Based on my study of her two specifically political books (Healing the Soul of America and A Politics of Love), along with attendance at her lectures and a three-day seminar, personal interviews, and especially considering her own guiding light, Helen Schucman's A Course in Miracles, let me share with you what I think viewers should know about Marianne Williamson before next Thursday's debate. For me, the following seems to encapsulate her basic vision and platform:

  • We are living imprisoned in something very like Plato's Cave. What's happening in "the news" is nothing more than shadow-play. It's all kabuki theater. It has no reality.
  • The truth is 180 degrees opposite of what the talking heads tell us there. Our attitude to the news and statements of our politicians should be like that of Russians to the official line articulated in Pravda (Truth!) before the collapse of the USSR: if they say "black," think "white." If they say "peace," think "war." If they say "good," think "bad."
  • Child welfare should be the center of any serious long-range economic planning. There should be a cabinet-level Secretary of Children and Youth whose purpose would be to transform childhood experience in the United States. All U.S. schools should be "palaces of learning and joy;" libraries should be "temples of arts and literacy."
  • Reparations for enslavement of African Americans is another imperative. Williamson writes, "If you steal a lot of money from someone -- and more than two hundred years of unpaid labor certainly amounts to a lot of it -- then you owe them more than an apology. You owe them money."
  • There is no new immigration crisis; immigrants are not the cause of our problems.
  • Borders are absolutely human-constructs; they are ever-changing and fluid.
  • In fact, the earth belongs to everyone. No one can really "own" any of it. We're all just travelers passing through. We can't -- we won't -- take any of it with us.
  • Every human is our sister or brother regardless of where they live or are from.
  • What we do to others, we do to ourselves.
  • No one at this moment is aggressing against the United States in any way that is not linked to U.S. policy that aggressed against them first.
  • In fact, we have no real enemies. Neither Russians, Chinese, Iranians, Iraqis, Libyans, Ethiopians, Syrians, Palestinians, North Koreans, Cubans, Nicaraguans, or any other nation on the face of the earth is our enemy.
  • Yes, there are differences between the countries just mentioned and our own. But that's entirely normal. Differences between people do not make them enemies. It makes them human and interesting.
  • Wars mostly issue from the vested interests of the military-industrial complex. The disappearance of global conflict would actually be bad news in terms of those interests for which war is highly profitable and welcome.
  • Similarly, the disappearance of hunger and poverty would also be bad news for multinational companies like General Foods and Ralston Purina. Their profits depend on the maintenance of such disasters.

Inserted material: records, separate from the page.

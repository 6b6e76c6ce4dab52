//! # Slugs
//!
//! A URL slug of lowercase ASCII letters and hyphens. The check runs in the
//! constructor; there is no way to hold a `Slug` that has not been checked,
//! so there is nothing to "validate later".

use once_cell::sync::Lazy;
use regex::Regex;
use serde::{Deserialize, Serialize};

use crate::error::ValidationError;

static SLUG_PATTERN: Lazy<Regex> =
    Lazy::new(|| Regex::new(r"^[a-z-]+$").expect("static pattern compiles"));

/// A non-empty string matching `^[a-z-]+$`.
#[derive(Debug, Clone, PartialEq, Eq, PartialOrd, Ord, Hash, Serialize, Deserialize)]
#[serde(try_from = "String", into = "String")]
pub struct Slug(String);

impl Slug {
    /// Create a slug.
    ///
    /// # Errors
    ///
    /// Returns [`ValidationError::InvalidSlug`] if the string is empty or
    /// contains anything besides `a`–`z` and `-`.
    pub fn new(value: impl Into<String>) -> Result<Self, ValidationError> {
        let s = value.into();
        if !SLUG_PATTERN.is_match(&s) {
            return Err(ValidationError::InvalidSlug(s));
        }
        Ok(Self(s))
    }

    /// Access the slug string.
    pub fn as_str(&self) -> &str {
        &self.0
    }
}

impl TryFrom<String> for Slug {
    type Error = ValidationError;

    fn try_from(value: String) -> Result<Self, Self::Error> {
        Self::new(value)
    }
}

impl From<Slug> for String {
    fn from(s: Slug) -> Self {
        s.0
    }
}

impl std::fmt::Display for Slug {
    fn fmt(&self, f: &mut std::fmt::Formatter<'_>) -> std::fmt::Result {
        f.write_str(&self.0)
    }
}

#[cfg(test)]
mod tests {
    use super::*;

    #[test]
    fn accepts_lowercase_and_hyphens() {
        assert_eq!(Slug::new("infinite-jest").unwrap().as_str(), "infinite-jest");
        assert!(Slug::new("-").is_ok());
    }

    #[test]
    fn rejects_uppercase() {
        assert_eq!(Slug::new("ABC"), Err(ValidationError::InvalidSlug("ABC".into())));
    }

    #[test]
    fn rejects_other_characters() {
        for bad in ["", "a b", "a_b", "abc1", "café", "abc\n"] {
            assert!(Slug::new(bad).is_err(), "accepted {bad:?}");
        }
    }

    #[test]
    fn serde_validates() {
        assert!(serde_json::from_str::<Slug>("\"course-intro\"").is_ok());
        assert!(serde_json::from_str::<Slug>("\"Course\"").is_err());
    }
}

  • War, hunger and poverty are symptoms of a fundamentally flawed economic system that creates and justifies excessive wealth on the one hand and extreme poverty, starvation, thirst and homelessness on the other.
  • No person or system has a right to deprive anyone else of food, water, shelter, clothing or life.
  • So, it's not right for billionaires to exist in a world where millions are starving.
  • Especially, no one has a right to deny climate change whose processes will deprive the rest of us our grandchildren, and untold billions of creatures of life itself.
  • Those who do so are committing a grievous crime against humanity and should be put in jail or into re-education programs.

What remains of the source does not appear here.